[INPUT DATA — start]
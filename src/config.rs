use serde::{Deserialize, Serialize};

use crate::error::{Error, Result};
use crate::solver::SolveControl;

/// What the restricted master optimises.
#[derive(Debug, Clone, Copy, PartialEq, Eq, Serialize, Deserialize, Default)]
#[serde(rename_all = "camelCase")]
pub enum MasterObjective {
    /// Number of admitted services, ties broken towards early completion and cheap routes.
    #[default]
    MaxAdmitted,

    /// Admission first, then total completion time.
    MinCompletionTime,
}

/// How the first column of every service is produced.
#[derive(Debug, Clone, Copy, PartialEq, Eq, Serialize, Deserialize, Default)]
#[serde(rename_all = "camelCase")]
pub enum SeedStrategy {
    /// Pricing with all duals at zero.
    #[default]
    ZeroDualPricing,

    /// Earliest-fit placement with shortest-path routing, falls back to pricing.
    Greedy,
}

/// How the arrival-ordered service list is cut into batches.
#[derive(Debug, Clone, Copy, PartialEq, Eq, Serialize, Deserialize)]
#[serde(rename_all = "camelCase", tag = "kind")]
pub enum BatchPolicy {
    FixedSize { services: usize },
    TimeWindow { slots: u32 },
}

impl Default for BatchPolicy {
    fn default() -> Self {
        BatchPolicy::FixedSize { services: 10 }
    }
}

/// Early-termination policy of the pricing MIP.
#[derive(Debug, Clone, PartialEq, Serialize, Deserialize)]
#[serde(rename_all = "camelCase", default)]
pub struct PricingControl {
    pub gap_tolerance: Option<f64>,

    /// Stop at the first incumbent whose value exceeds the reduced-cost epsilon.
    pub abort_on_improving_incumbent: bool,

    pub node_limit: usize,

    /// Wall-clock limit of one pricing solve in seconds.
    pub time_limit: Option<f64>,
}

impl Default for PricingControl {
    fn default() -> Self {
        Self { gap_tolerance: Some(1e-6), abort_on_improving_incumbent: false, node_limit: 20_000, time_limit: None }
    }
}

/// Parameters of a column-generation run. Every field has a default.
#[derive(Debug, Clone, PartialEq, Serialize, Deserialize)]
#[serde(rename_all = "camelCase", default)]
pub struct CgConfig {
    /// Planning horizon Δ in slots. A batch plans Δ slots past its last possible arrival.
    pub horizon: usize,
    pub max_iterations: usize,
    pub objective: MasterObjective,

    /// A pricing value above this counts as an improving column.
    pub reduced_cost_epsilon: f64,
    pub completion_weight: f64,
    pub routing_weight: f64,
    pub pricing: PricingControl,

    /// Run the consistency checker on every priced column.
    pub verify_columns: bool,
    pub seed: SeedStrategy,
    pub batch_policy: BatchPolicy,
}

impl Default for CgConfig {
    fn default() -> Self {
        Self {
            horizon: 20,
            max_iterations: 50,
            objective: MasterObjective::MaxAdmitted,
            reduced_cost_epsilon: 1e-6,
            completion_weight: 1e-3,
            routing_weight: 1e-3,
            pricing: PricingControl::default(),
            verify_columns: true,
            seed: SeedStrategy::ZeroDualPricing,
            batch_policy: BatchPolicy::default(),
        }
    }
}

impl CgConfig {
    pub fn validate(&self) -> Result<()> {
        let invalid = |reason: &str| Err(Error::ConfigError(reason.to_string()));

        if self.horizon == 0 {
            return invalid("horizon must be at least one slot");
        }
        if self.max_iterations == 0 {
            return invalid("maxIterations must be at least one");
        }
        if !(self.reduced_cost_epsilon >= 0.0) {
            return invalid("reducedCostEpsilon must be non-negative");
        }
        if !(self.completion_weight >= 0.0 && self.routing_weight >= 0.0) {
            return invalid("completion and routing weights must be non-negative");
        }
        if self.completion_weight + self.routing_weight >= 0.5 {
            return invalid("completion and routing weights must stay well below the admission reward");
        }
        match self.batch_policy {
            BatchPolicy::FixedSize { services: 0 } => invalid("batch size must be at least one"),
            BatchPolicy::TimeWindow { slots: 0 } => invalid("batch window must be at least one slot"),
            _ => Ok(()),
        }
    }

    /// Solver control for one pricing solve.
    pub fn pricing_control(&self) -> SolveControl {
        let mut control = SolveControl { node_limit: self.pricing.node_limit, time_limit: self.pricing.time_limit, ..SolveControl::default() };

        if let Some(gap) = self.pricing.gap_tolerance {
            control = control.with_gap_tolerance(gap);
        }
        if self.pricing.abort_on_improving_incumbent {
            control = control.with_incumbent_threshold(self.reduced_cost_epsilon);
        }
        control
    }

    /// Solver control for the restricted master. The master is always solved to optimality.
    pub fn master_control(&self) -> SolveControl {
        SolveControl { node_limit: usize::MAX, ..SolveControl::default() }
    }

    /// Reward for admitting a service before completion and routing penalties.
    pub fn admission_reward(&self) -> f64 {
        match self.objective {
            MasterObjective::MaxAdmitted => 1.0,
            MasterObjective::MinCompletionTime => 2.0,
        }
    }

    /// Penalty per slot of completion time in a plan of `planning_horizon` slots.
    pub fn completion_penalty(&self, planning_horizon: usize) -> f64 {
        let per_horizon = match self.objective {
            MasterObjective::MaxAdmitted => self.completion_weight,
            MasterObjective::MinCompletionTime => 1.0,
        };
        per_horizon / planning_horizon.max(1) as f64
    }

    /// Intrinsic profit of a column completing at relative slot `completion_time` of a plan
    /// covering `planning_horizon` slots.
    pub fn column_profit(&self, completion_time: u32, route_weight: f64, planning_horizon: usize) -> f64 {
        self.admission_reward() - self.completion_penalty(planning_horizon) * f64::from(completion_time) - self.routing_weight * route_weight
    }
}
[INPUT DATA — finish]
• WHAT THIS TASK INVOLVES:
The lines above that hold the word "BatchPolicy" are the ones to copy.

• TASK OUTPUT:
pub enum BatchPolicy {
impl Default for BatchPolicy {
        BatchPolicy::FixedSize { services: 10 }
    pub batch_policy: BatchPolicy,
            batch_policy: BatchPolicy::default(),
            BatchPolicy::FixedSize { services: 0 } => invalid("batch size must be at least one"),
            BatchPolicy::TimeWindow { slots: 0 } => invalid("batch window must be at least one slot"),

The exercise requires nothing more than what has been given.